* **TASK DESCRIPTION**
Write out exactly the lines from the start of the entries through the one that contains "#[derive(Debug, Clone, PartialEq, Eq)]", including both.

* **DATA TO EXAMINE**
=-=-=

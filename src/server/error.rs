//! Error types for the service proxy.
//!
//! Callers only ever see a [`ServiceFault`] (the server's own `code` and
//! `message`) or an unclassified transport/decode failure. Raw status codes
//! never leave this module.

use std::fmt;

use thiserror::Error;

/// Result type alias for proxy operations.
pub type ProxyResult<T> = Result<T, ProxyError>;

/// Structured failure reported by the service with a non-2xx status.
#[derive(Debug, Clone, PartialEq, Eq)]
pub struct ServiceFault {
    /// Machine-readable fault code.
    pub code: String,
    /// Human-readable fault message.
    pub message: String,
}

impl fmt::Display for ServiceFault {
    fn fmt(&self, f: &mut fmt::Formatter<'_>) -> fmt::Result {
        write!(f, "service fault {}: {}", self.code, self.message)
    }
}

impl std::error::Error for ServiceFault {}

/// Errors returned by [`ServiceProxy`](super::client::ServiceProxy) operations.
#[derive(Debug, Error)]
pub enum ProxyError {
    /// The service rejected the call.
    #[error(transparent)]
    Fault(#[from] ServiceFault),

    /// The request never produced a response (connect, TLS, timeout).
    #[error("transport error: {0}")]
    Transport(#[from] reqwest::Error),

    /// A response body could not be parsed, including unparsable fault bodies.
    #[error("failed to decode {context} (HTTP {status})")]
    Decode {
        /// What was being decoded.
        context: &'static str,
        /// HTTP status of the response.
        status: u16,
        /// The parse failure.
        #[source]
        source: serde_json::Error,
    },

    /// The operation needs a session and none exists.
    #[error("no authenticated session; call authenticate first")]
    NotAuthenticated,

    /// Modify and disable need the id of an existing subscription.
    #[error("{operation} requires a subscription id")]
    MissingSubscriptionId {
        /// The operation that was attempted.
        operation: &'static str,
    },

    /// The configured base URI cannot be joined with an endpoint path.
    #[error("invalid endpoint {path}: {source}")]
    InvalidEndpoint {
        /// Relative path that failed to join.
        path: String,
        /// The URL parse failure.
        #[source]
        source: url::ParseError,
    },
}

impl ProxyError {
    /// The service fault, if this error is one.
    pub fn fault(&self) -> Option<&ServiceFault> {
        match self {
            Self::Fault(fault) => Some(fault),
            _ => None,
        }
    }
}
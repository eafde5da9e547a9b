//! Command-line parsing.
//!
//! ```text
//! accessfeed [subscriptionId] [add|modify|disable]
//! ```
//!
//! Help tokens are recognised anywhere on the command line before clap
//! sees it, so the DOS-style `/?` and `-help` spellings work too.

use std::ffi::OsString;

use clap::Parser;
use thiserror::Error;

/// Tokens that print usage and exit successfully.
const HELP_TOKENS: &[&str] = &["help", "usage", "?", "--help", "--h", "-help", "-h", "/?"];

#[derive(Parser, Debug)]
#[command(name = "accessfeed")]
#[command(about = "Registers an access-control event subscription and prints pushed events")]
#[command(disable_help_flag = true, disable_version_flag = true)]
struct Args {
    /// Existing subscription id, required for modify and disable.
    subscription_id: Option<String>,
    /// add, modify or disable (case-insensitive).
    mode: Option<String>,
}

/// Subscription lifecycle operation to perform.
#[derive(Debug, Clone, Copy, PartialEq, Eq)]
pub enum Mode {
    /// Create a new subscription.
    Add,
    /// Update an existing subscription.
    Modify {
        /// Subscription to update.
        id: i64,
    },
    /// Disable an existing subscription. No bridge is opened.
    Disable {
        /// Subscription to disable.
        id: i64,
    },
}

impl Mode {
    /// Whether this mode may open the notification bridge.
    pub fn listens(self) -> bool {
        !matches!(self, Mode::Disable { .. })
    }
}

/// What the command line asked for.
#[derive(Debug, Clone, Copy, PartialEq, Eq)]
pub enum Invocation {
    /// Print usage and exit.
    Help,
    /// Run the lifecycle in the given mode.
    Run(Mode),
}

/// Command line that cannot be turned into an [`Invocation`].
#[derive(Debug, Clone, Error, PartialEq, Eq)]
pub enum UsageError {
    /// Rejected by the argument parser (too many or unknown arguments).
    #[error("{0}")]
    Arguments(String),
    /// The mode word is not add, modify or disable.
    #[error("unknown mode `{0}`, expected add, modify or disable")]
    UnknownMode(String),
    /// The id is not a positive integer.
    #[error("subscription id `{0}` is not a positive integer")]
    InvalidId(String),
    /// modify or disable given without an id.
    #[error("`{0}` requires a subscription id")]
    MissingId(&'static str),
    /// An id given without a mode.
    #[error("a mode (modify or disable) is required after a subscription id")]
    MissingMode,
    /// `add` given together with an id.
    #[error("`add` does not take a subscription id")]
    IdWithAdd,
}

#[derive(Debug, Clone, Copy, PartialEq, Eq)]
enum ModeWord {
    Add,
    Modify,
    Disable,
}

impl ModeWord {
    fn parse(word: &str) -> Option<Self> {
        if word.eq_ignore_ascii_case("add") {
            Some(Self::Add)
        } else if word.eq_ignore_ascii_case("modify") {
            Some(Self::Modify)
        } else if word.eq_ignore_ascii_case("disable") {
            Some(Self::Disable)
        } else {
            None
        }
    }

    fn name(self) -> &'static str {
        match self {
            Self::Add => "add",
            Self::Modify => "modify",
            Self::Disable => "disable",
        }
    }
}

/// Parses a full command line, program name first.
///
/// # Errors
///
/// Returns a [`UsageError`] for any combination the tool does not accept.
pub fn parse<I, T>(args: I) -> Result<Invocation, UsageError>
where
    I: IntoIterator<Item = T>,
    T: Into<OsString> + Clone,
{
    let args: Vec<OsString> = args.into_iter().map(Into::into).collect();

    if args.iter().skip(1).any(|arg| is_help_token(&arg.to_string_lossy())) {
        return Ok(Invocation::Help);
    }

    let parsed = Args::try_parse_from(args.iter().cloned()).map_err(|e| {
        let rendered = e.to_string();
        let first_line = rendered.lines().next().unwrap_or_default();
        UsageError::Arguments(
            first_line
                .trim_start_matches("error: ")
                .trim()
                .to_string(),
        )
    })?;

    interpret(parsed.subscription_id.as_deref(), parsed.mode.as_deref()).map(Invocation::Run)
}

fn is_help_token(arg: &str) -> bool {
    HELP_TOKENS.iter().any(|token| token.eq_ignore_ascii_case(arg))
}

fn interpret(first: Option<&str>, second: Option<&str>) -> Result<Mode, UsageError> {
    match (first, second) {
        (None, _) => Ok(Mode::Add),
        (Some(word), None) => match ModeWord::parse(word) {
            Some(ModeWord::Add) => Ok(Mode::Add),
            Some(other) => Err(UsageError::MissingId(other.name())),
            None if parse_id(word).is_ok() => Err(UsageError::MissingMode),
            None => Err(UsageError::UnknownMode(word.to_string())),
        },
        (Some(id), Some(word)) => {
            let mode = ModeWord::parse(word).ok_or_else(|| UsageError::UnknownMode(word.to_string()))?;
            match mode {
                ModeWord::Add => Err(UsageError::IdWithAdd),
                ModeWord::Modify => Ok(Mode::Modify { id: parse_id(id)? }),
                ModeWord::Disable => Ok(Mode::Disable { id: parse_id(id)? }),
            }
        }
    }
}

fn parse_id(raw: &str) -> Result<i64, UsageError> {
    match raw.trim().parse::<i64>() {
        Ok(id) if id > 0 => Ok(id),
        _ => Err(UsageError::InvalidId(raw.to_string())),
    }
}

/// Usage text printed for help and after usage errors.
pub fn usage() -> String {
    let program = env!("CARGO_PKG_NAME");
    format!(
        "Usage: {program} [subscriptionId] [add|modify|disable]\n\
         \n\
         \x20 {program}                  create a subscription and listen for events\n\
         \x20 {program} add              same as above\n\
         \x20 {program} <id> modify      update subscription <id> and listen for events\n\
         \x20 {program} <id> disable     disable subscription <id> and exit\n\
         \n\
         Settings are read from $ACCESSFEED_CONFIG or the platform config directory\n\
         (accessfeed/config.json). Press Ctrl+C to stop listening."
    )
}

=-=-=

* **TASK RESPONSE**
filename src/server/error.rs
//! Error types for the service proxy.
//!
//! Callers only ever see a [`ServiceFault`] (the server's own `code` and
//! `message`) or an unclassified transport/decode failure. Raw status codes
//! never leave this module.

use std::fmt;

use thiserror::Error;

/// Result type alias for proxy operations.
pub type ProxyResult<T> = Result<T, ProxyError>;

/// Structured failure reported by the service with a non-2xx status.
#[derive(Debug, Clone, PartialEq, Eq)]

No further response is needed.